Scholar, author, educator and pioneer in the Religious Formation movement; b. Jan. 30, 1916 in Stuart, Iowa; d. Davenport, Iowa, March 20, 2000.

The daughter of James and Mary (Muldoon) Bradley, Ritamary joined the Congregation of the Humility of Mary of Ottumwa, Iowa, in 1933, and in 1972, the Sisters for Christian Community. A graduate of Marygrove College in Detroit, Mich. (1938), she received a doctorate in English from St. Louis University in 1953. After teaching at Marycrest College in Davenport, Iowa, from 1940 to 1956, she joined the English department at St. Ambrose in 1965, where she was professor emerita at the time of her death.

Sister Ritamary was a powerful force in the origins and development of the Sister Formation Conference. From 1951 to 1964 she served as Associate Executive Secretary with Sister Annette Walters, C.S.J., the Executive Secretary of the Conference. She was well in advance of major superiors in grasping the changes taking place in the church and the world, and the consequent demands upon religious-apostolic communities of sisters. Her most outstanding contribution came as founder and editor of the Sister Formation Bulletin (19541964). In this role, she empowered women religious of the United States by providing an open forum in which sisters could express their opinions and have them published without censorship from male editors.

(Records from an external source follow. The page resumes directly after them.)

//! Construction of readers over files, URIs, streams and strings.

use std::fs::{self, File};
use std::io::{BufReader, Chain, Cursor, Read, Seek, SeekFrom};
use std::path::Path;

use log::debug;
#[cfg(feature = "async")]
use tokio::io::AsyncRead;

use crate::errors::{Error, Result};
use crate::reader::settings::DEFAULT_BUFFER_SIZE;
use crate::reader::{ParserContext, ReaderSettings, XmlTextReader};

/// Streams longer than this get a larger buffer
const LARGE_STREAM: u64 = 64 * 1024;
const LARGE_BUFFER_SIZE: usize = 8192;

/// First bytes of a document in the legacy binary XML format.
const BINARY_XML_SIGNATURE: [u8; 2] = [0xDF, 0xFF];

/// Buffer size for a stream with `len` bytes left.
pub(crate) fn buffer_size_for(len: u64) -> usize {
    if len < DEFAULT_BUFFER_SIZE as u64 {
        (len as usize).max(1)
    } else if len > LARGE_STREAM {
        LARGE_BUFFER_SIZE
    } else {
        DEFAULT_BUFFER_SIZE
    }
}

fn text_reader<R>(
    input: R,
    settings: ReaderSettings,
    context: ParserContext,
    base_uri: Option<&str>,
) -> XmlTextReader<R> {
    let has_base_uri = context.base_uri.is_some();
    let mut reader = XmlTextReader::with_context(input, settings, context);
    if let (false, Some(uri)) = (has_base_uri, base_uri) {
        reader.set_base_uri(uri);
    }
    reader
}

/// Entry point for creating readers.
///
/// Every constructor takes the [`ReaderSettings`] to read with and has a
/// `_with_context` variant that also takes a [`ParserContext`], for reading
/// fragments that were cut out of a larger document.
///
/// # Examples
///
/// ```
/// use xml_cursor::read::XmlRead;
/// use xml_cursor::reader::{ReaderSettings, XmlReader};
///
/// let xml = r#"<order><line sku="a-1" qty="2"/><line sku="b-7" qty="1"/></order>"#;
/// let mut reader = XmlReader::create_from_str(xml, ReaderSettings::new());
/// let mut skus = Vec::new();
/// while reader.read_to_following("line").unwrap() {
///     skus.push(reader.get_attribute("sku").unwrap().to_string());
/// }
/// assert_eq!(skus, ["a-1", "b-7"]);
/// ```
#[derive(Debug)]
pub struct XmlReader;

impl XmlReader {
    /// Opens the file at `path`. The base URI is the `file://` URI of the
    /// file.
    pub fn create_from_path<P: AsRef<Path>>(
        path: P,
        settings: ReaderSettings,
    ) -> Result<XmlTextReader<BufReader<File>>> {
        Self::create_from_path_with_context(path, settings, ParserContext::default())
    }

    /// Like [`create_from_path`](Self::create_from_path), inside `context`.
    pub fn create_from_path_with_context<P: AsRef<Path>>(
        path: P,
        settings: ReaderSettings,
        context: ParserContext,
    ) -> Result<XmlTextReader<BufReader<File>>> {
        let path = fs::canonicalize(path)?;
        let file = File::open(&path)?;
        let size = match settings.get_buffer_size() {
            Some(size) => size,
            None => buffer_size_for(file.metadata()?.len()),
        };
        debug!("reading `{}` with a {} byte buffer", path.display(), size);
        let uri = format!("file://{}", path.display());
        Ok(text_reader(
            BufReader::with_capacity(size, file),
            settings,
            context,
            Some(&uri),
        ))
    }

    /// Opens the document at `uri`. Only `file:` URIs and plain paths are
    /// supported.
    pub fn create_from_uri(
        uri: &str,
        settings: ReaderSettings,
    ) -> Result<XmlTextReader<BufReader<File>>> {
        Self::create_from_uri_with_context(uri, settings, ParserContext::default())
    }

    /// Like [`create_from_uri`](Self::create_from_uri), inside `context`.
    pub fn create_from_uri_with_context(
        uri: &str,
        settings: ReaderSettings,
        context: ParserContext,
    ) -> Result<XmlTextReader<BufReader<File>>> {
        let path = if let Some(path) = uri.strip_prefix("file://") {
            path
        } else if let Some(path) = uri.strip_prefix("file:") {
            path
        } else if uri.contains("://") {
            return Err(Error::NotSupported("only file URIs can be opened"));
        } else {
            uri
        };
        let mut reader = Self::create_from_path_with_context(path, settings, context)?;
        if uri.starts_with("file:") {
            reader.set_base_uri(uri);
        }
        Ok(reader)
    }

    /// Reads from `input` with the default buffer size, unless the settings
    /// force one.
    pub fn create_from_reader<R: Read>(
        input: R,
        settings: ReaderSettings,
    ) -> XmlTextReader<BufReader<R>> {
        Self::create_from_reader_with_context(input, settings, ParserContext::default())
    }

    /// Like [`create_from_reader`](Self::create_from_reader), inside `context`.
    pub fn create_from_reader_with_context<R: Read>(
        input: R,
        settings: ReaderSettings,
        context: ParserContext,
    ) -> XmlTextReader<BufReader<R>> {
        let size = settings.get_buffer_size().unwrap_or(DEFAULT_BUFFER_SIZE);
        text_reader(BufReader::with_capacity(size, input), settings, context, None)
    }

    /// Reads from a seekable `input`, sizing the buffer from the number of
    /// bytes left in the stream.
    pub fn create_from_seekable<R: Read + Seek>(
        input: R,
        settings: ReaderSettings,
    ) -> Result<XmlTextReader<BufReader<R>>> {
        Self::create_from_seekable_with_context(input, settings, ParserContext::default())
    }

    /// Like [`create_from_seekable`](Self::create_from_seekable), inside
    /// `context`.
    pub fn create_from_seekable_with_context<R: Read + Seek>(
        mut input: R,
        settings: ReaderSettings,
        context: ParserContext,
    ) -> Result<XmlTextReader<BufReader<R>>> {
        let size = match settings.get_buffer_size() {
            Some(size) => size,
            None => {
                let start = input.stream_position()?;
                let end = input.seek(SeekFrom::End(0))?;
                input.seek(SeekFrom::Start(start))?;
                let left = end.saturating_sub(start);
                let size = buffer_size_for(left);
                debug!("{} bytes left in the stream, using a {} byte buffer", left, size);
                size
            }
        };
        Ok(text_reader(
            BufReader::with_capacity(size, input),
            settings,
            context,
            None,
        ))
    }

    /// Reads directly from a string.
    pub fn create_from_str(text: &str, settings: ReaderSettings) -> XmlTextReader<&[u8]> {
        Self::create_from_str_with_context(text, settings, ParserContext::default())
    }

    /// Like [`create_from_str`](Self::create_from_str), inside `context`.
    pub fn create_from_str_with_context(
        text: &str,
        settings: ReaderSettings,
        context: ParserContext,
    ) -> XmlTextReader<&[u8]> {
        text_reader(text.as_bytes(), settings, context, None)
    }

    /// Reads from `input` after checking whether it holds binary XML.
    ///
    /// Binary XML is not supported and fails with [`Error::NotSupported`].
    /// Any other input is read as text, starting from its first byte.
    pub fn create_binary_aware<R: Read>(
        mut input: R,
        settings: ReaderSettings,
    ) -> Result<XmlTextReader<BufReader<Chain<Cursor<Vec<u8>>, R>>>> {
        let mut head = Vec::with_capacity(BINARY_XML_SIGNATURE.len());
        input
            .by_ref()
            .take(BINARY_XML_SIGNATURE.len() as u64)
            .read_to_end(&mut head)?;
        if head == BINARY_XML_SIGNATURE {
            debug!("binary XML signature found");
            return Err(Error::NotSupported("binary XML"));
        }
        let size = settings.get_buffer_size().unwrap_or(DEFAULT_BUFFER_SIZE);
        let input = BufReader::with_capacity(size, Cursor::new(head).chain(input));
        Ok(text_reader(input, settings, ParserContext::default(), None))
    }

    /// Reads from a tokio `input`. Drive the reader with
    /// [`XmlTextReader::read_async`].
    #[cfg(feature = "async")]
    pub fn create_async<R: AsyncRead + Unpin + Send>(
        input: R,
        settings: ReaderSettings,
    ) -> XmlTextReader<tokio::io::BufReader<R>> {
        let size = settings.get_buffer_size().unwrap_or(DEFAULT_BUFFER_SIZE);
        text_reader(
            tokio::io::BufReader::with_capacity(size, input),
            settings,
            ParserContext::default(),
            None,
        )
    }
}

#[cfg(test)]
mod test {
    use super::*;
    use crate::node::NodeType;
    use crate::read::XmlRead;
    use pretty_assertions::assert_eq;
    use std::io::Cursor;

    #[test]
    fn buffer_sizes() {
        assert_eq!(buffer_size_for(0), 1);
        assert_eq!(buffer_size_for(100), 100);
        assert_eq!(buffer_size_for(4096), 4096);
        assert_eq!(buffer_size_for(64 * 1024), 4096);
        assert_eq!(buffer_size_for(64 * 1024 + 1), 8192);
    }

    #[test]
    fn from_str() {
        let mut reader = XmlReader::create_from_str("<a>x</a>", ReaderSettings::new());
        assert!(reader.read_element_content_as_string().is_err());
        let mut reader = XmlReader::create_from_str("<a>x</a>", ReaderSettings::new());
        reader.read().unwrap();
        assert_eq!(reader.read_element_content_as_string().unwrap(), "x");
    }

    #[test]
    fn from_seekable_keeps_the_position() {
        let mut input = Cursor::new(b"junk<a/>".to_vec());
        input.set_position(4);
        let mut reader = XmlReader::create_from_seekable(input, ReaderSettings::new()).unwrap();
        assert!(reader.read().unwrap());
        assert_eq!(reader.name().as_str(), "a");
    }

    #[test]
    fn binary_xml_is_not_supported() {
        let input: &[u8] = &[0xDF, 0xFF, 0x01, 0x00];
        assert!(matches!(
            XmlReader::create_binary_aware(input, ReaderSettings::new()),
            Err(Error::NotSupported(_))
        ));

        let mut reader =
            XmlReader::create_binary_aware("<a/>".as_bytes(), ReaderSettings::new()).unwrap();
        assert!(reader.read().unwrap());
        assert_eq!(reader.node_type(), NodeType::Element);
    }

    /// Hands out one byte per read
    struct OneByte<'a>(&'a [u8]);

    impl Read for OneByte<'_> {
        fn read(&mut self, buf: &mut [u8]) -> std::io::Result<usize> {
            match (self.0.split_first(), buf.first_mut()) {
                (Some((&b, rest)), Some(slot)) => {
                    *slot = b;
                    self.0 = rest;
                    Ok(1)
                }
                _ => Ok(0),
            }
        }
    }

    #[test]
    fn binary_xml_signature_in_short_reads() {
        let input = OneByte(&[0xDF, 0xFF, 0x01, 0x00]);
        assert!(matches!(
            XmlReader::create_binary_aware(input, ReaderSettings::new()),
            Err(Error::NotSupported(_))
        ));

        let mut reader =
            XmlReader::create_binary_aware(OneByte(b"<a/>\n"), ReaderSettings::new()).unwrap();
        assert!(reader.read().unwrap());
        assert_eq!(reader.name().as_str(), "a");
        assert!(reader.read().unwrap());
        assert_eq!(reader.node_type(), NodeType::Whitespace);
        assert!(!reader.read().unwrap());
    }

    #[test]
    fn only_file_uris() {
        assert!(matches!(
            XmlReader::create_from_uri("http://example.com/a.xml", ReaderSettings::new()),
            Err(Error::NotSupported(_))
        ));
    }

    #[test]
    fn context_base_uri_wins() {
        let context = ParserContext::new().base_uri("urn:doc");
        let reader = XmlReader::create_from_reader_with_context(
            "<a/>".as_bytes(),
            ReaderSettings::new(),
            context,
        );
        assert_eq!(reader.base_uri(), "urn:doc");
    }
}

With the advance of the electronic age, Bradley seized the opportunity to facilitate communication lines among all women religious and established SISTER-L, an e-mail discussion group for those interested in the history and contemporary concerns of Catholic women religious. In addition to her interest in the lives of women religious, Bradley involved herself in numerous civic and humanitarian issues. She was a member of the Davenport Civil Rights Commission; the Iowa Humanities Board program committee, and the Religion and Literature Advisory Board at the University of Notre Dame. She was a volunteer chaplain at the Scott County Jail and received the Volunteer Service Award in 1990.